> [About this task]: Collect every line of the records below that contains the word "NorthEast".

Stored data
*** Begin section ***

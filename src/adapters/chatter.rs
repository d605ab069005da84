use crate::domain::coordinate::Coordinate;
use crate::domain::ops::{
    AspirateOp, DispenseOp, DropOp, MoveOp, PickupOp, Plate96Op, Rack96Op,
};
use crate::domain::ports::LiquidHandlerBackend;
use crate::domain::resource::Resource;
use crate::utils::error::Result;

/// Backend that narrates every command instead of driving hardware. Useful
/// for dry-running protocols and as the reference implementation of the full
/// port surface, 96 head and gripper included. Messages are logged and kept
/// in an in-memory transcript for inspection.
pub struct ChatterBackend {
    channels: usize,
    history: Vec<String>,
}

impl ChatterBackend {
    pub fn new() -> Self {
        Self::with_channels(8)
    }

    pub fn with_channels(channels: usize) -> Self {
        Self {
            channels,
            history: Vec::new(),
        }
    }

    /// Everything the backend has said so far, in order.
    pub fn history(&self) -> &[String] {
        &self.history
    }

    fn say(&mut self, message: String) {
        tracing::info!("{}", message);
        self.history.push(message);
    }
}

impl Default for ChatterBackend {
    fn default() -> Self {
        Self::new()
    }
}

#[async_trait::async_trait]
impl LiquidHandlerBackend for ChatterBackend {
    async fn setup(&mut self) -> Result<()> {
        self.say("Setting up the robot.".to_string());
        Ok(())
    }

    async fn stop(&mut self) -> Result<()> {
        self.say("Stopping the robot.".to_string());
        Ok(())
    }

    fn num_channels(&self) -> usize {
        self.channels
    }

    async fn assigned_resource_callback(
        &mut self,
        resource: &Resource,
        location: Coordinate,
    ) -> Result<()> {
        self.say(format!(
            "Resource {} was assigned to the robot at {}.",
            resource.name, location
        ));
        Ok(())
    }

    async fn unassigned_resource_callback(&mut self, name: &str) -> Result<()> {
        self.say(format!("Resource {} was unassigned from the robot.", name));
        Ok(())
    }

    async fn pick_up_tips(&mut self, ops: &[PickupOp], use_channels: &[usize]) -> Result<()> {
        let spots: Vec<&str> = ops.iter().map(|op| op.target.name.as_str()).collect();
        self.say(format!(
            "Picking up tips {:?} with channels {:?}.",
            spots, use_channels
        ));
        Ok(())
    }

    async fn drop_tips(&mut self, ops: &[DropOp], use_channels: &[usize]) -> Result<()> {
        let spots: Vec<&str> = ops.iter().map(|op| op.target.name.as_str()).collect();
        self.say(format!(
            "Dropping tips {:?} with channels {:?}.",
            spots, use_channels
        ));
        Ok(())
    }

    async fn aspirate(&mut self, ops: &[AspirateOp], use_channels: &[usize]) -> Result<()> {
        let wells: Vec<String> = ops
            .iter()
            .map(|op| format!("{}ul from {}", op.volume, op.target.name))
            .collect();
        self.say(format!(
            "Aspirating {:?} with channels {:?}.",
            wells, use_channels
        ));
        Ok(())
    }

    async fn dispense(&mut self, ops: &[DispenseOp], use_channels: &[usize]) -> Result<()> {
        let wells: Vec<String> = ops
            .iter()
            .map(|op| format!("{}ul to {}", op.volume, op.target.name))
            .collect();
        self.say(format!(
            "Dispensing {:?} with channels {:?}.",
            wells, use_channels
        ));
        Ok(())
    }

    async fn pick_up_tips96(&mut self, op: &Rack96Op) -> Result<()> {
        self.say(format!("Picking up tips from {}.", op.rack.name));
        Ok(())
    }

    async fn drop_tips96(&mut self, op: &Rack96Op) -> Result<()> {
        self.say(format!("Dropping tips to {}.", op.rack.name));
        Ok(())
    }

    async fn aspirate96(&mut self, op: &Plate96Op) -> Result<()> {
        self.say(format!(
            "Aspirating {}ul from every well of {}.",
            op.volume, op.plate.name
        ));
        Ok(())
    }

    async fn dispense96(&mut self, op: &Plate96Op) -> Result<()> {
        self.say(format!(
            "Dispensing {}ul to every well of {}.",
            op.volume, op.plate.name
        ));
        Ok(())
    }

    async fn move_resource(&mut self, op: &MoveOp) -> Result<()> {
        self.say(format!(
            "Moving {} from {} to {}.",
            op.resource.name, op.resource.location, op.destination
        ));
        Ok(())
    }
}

*** End section ***
*** Begin section ***

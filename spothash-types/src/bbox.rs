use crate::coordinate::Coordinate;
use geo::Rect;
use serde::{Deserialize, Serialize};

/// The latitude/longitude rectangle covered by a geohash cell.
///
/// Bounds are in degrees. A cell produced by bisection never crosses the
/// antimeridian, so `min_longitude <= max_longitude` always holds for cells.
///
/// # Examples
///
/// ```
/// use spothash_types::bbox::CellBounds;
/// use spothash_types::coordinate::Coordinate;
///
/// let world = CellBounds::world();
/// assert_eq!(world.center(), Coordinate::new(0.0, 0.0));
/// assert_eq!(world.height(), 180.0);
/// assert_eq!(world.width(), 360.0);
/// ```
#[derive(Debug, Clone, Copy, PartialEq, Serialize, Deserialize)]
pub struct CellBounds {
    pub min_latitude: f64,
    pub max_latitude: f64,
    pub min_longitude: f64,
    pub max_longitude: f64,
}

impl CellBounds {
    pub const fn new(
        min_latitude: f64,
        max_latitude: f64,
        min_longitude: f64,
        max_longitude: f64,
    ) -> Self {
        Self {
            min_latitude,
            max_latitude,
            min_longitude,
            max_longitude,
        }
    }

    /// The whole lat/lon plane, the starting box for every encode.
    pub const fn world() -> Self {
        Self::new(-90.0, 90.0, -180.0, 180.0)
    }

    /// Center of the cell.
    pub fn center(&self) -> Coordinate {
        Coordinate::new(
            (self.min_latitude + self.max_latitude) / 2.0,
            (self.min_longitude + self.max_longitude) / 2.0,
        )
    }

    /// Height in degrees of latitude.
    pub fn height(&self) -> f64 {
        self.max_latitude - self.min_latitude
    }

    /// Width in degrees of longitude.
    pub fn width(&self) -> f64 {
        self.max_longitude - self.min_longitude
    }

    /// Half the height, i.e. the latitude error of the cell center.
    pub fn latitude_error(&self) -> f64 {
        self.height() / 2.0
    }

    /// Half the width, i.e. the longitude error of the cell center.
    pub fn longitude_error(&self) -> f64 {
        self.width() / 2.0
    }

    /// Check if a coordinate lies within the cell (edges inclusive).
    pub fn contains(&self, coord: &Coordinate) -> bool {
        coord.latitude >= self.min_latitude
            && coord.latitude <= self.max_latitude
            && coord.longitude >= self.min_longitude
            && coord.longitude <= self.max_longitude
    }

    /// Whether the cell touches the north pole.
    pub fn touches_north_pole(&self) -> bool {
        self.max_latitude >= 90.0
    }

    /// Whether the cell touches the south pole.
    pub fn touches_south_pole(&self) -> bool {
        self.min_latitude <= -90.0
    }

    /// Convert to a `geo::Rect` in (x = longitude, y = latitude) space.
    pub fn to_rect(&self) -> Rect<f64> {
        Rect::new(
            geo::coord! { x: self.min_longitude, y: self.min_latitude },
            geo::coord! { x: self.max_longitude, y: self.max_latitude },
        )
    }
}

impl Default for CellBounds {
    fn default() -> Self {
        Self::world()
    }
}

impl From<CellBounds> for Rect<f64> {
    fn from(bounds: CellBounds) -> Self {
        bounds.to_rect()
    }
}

*** End section ***
*** Begin section ***

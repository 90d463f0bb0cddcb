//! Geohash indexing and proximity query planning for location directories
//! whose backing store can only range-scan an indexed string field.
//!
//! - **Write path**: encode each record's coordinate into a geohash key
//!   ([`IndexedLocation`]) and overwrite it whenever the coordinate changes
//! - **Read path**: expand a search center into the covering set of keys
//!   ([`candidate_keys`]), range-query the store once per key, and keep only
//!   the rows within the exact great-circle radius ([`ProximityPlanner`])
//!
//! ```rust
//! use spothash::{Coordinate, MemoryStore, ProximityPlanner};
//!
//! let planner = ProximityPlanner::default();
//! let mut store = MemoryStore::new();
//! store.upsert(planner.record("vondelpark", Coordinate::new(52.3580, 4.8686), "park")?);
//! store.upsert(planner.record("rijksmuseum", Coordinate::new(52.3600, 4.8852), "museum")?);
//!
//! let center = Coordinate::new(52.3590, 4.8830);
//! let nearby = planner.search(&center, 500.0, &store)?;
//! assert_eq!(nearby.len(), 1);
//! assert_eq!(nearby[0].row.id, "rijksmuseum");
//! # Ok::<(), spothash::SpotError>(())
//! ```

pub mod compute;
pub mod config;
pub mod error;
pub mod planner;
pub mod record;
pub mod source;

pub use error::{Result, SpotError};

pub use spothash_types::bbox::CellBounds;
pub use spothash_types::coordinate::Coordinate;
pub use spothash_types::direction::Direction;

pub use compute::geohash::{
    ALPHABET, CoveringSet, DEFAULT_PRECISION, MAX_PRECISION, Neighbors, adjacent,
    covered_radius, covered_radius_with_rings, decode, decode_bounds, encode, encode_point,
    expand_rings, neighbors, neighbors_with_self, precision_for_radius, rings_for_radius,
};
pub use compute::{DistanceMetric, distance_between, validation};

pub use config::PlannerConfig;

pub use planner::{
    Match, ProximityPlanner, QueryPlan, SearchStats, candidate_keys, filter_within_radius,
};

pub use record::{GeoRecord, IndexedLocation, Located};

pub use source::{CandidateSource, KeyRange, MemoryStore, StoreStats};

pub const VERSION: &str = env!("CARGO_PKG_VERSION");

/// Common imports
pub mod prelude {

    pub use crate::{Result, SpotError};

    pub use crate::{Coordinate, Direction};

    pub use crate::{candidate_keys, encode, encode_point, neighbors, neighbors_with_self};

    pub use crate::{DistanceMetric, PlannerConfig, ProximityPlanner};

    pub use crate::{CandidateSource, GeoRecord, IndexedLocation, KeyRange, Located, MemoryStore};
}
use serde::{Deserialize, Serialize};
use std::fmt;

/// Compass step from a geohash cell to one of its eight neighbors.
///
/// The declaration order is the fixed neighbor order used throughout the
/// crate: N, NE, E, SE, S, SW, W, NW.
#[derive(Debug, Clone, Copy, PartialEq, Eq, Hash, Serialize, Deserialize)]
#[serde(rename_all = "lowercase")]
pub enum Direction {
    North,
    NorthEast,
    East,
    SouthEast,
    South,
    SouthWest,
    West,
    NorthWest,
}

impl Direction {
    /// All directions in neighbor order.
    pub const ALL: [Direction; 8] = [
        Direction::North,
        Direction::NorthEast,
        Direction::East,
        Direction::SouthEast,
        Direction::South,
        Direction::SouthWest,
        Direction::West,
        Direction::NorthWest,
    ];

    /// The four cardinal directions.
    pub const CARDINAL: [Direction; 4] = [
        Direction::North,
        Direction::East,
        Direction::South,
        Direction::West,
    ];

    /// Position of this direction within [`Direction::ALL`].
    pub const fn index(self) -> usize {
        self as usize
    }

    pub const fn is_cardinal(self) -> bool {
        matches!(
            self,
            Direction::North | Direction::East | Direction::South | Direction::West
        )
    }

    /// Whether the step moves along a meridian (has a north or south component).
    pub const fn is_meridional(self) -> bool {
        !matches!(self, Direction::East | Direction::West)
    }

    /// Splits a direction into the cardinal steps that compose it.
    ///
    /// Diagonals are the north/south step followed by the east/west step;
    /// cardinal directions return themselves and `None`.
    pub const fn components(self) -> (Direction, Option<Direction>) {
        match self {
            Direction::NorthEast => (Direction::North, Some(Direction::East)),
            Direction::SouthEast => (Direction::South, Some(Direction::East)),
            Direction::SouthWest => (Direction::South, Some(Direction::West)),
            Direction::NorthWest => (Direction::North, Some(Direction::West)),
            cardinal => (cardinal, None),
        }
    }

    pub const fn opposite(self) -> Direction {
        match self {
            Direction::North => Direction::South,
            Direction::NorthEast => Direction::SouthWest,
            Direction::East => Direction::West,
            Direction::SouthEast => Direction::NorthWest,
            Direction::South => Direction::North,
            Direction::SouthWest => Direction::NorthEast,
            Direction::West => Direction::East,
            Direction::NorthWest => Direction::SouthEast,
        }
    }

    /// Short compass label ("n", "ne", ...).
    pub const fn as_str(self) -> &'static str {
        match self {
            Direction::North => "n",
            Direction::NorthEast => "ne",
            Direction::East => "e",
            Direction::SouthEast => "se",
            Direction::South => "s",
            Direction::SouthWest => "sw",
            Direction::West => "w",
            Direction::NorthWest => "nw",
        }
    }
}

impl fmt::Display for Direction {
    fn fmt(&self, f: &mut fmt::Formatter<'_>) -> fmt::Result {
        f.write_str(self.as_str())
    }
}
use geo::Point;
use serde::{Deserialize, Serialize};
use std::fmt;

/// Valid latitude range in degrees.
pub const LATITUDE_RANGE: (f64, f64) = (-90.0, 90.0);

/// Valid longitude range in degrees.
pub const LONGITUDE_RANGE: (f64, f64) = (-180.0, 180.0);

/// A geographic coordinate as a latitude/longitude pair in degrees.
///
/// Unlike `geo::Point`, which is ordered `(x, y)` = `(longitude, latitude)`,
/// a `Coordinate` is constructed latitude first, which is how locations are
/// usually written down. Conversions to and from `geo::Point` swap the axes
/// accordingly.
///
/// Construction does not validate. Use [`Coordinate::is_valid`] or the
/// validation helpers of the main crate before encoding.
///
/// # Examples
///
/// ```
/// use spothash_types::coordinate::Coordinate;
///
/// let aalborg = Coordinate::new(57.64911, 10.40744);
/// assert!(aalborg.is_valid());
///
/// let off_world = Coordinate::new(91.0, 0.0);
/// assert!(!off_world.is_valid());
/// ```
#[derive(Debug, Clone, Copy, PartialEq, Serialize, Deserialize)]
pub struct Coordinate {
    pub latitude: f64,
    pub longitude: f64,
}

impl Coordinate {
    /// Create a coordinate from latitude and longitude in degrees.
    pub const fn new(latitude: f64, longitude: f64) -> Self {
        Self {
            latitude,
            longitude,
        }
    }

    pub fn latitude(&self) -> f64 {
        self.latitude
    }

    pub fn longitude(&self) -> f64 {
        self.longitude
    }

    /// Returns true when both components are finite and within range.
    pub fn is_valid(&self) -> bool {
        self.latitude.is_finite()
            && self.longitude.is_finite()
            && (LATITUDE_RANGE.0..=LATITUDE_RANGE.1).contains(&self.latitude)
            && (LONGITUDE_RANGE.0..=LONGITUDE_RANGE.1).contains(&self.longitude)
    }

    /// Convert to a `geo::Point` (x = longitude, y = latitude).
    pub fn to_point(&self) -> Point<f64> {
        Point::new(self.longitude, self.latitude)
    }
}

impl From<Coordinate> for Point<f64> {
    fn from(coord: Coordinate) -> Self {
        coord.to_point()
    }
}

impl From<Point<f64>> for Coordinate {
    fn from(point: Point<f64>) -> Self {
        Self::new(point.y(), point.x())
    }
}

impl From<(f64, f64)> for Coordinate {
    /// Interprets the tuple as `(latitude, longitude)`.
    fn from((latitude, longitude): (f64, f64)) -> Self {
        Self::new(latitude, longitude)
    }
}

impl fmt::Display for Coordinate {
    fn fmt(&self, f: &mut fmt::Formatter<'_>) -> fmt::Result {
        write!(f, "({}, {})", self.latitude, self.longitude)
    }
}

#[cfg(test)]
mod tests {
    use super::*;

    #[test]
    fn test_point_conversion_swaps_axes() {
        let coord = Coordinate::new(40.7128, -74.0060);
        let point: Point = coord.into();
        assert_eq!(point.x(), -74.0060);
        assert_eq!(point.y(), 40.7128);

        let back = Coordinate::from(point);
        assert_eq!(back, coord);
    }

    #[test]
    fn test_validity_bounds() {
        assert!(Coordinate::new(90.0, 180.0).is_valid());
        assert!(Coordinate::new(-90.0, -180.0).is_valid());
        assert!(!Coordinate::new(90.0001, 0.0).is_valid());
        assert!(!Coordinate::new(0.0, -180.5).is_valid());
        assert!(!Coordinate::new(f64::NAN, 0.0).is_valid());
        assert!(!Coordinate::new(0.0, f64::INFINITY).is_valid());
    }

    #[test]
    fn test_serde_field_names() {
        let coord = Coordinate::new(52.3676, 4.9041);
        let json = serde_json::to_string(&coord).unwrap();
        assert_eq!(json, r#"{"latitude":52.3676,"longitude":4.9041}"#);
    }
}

*** End section ***

> [Output below]:
    NorthEast,
        Direction::NorthEast,
            Direction::NorthEast => (Direction::North, Some(Direction::East)),
            Direction::NorthEast => Direction::SouthWest,
            Direction::SouthWest => Direction::NorthEast,
            Direction::NorthEast => "ne",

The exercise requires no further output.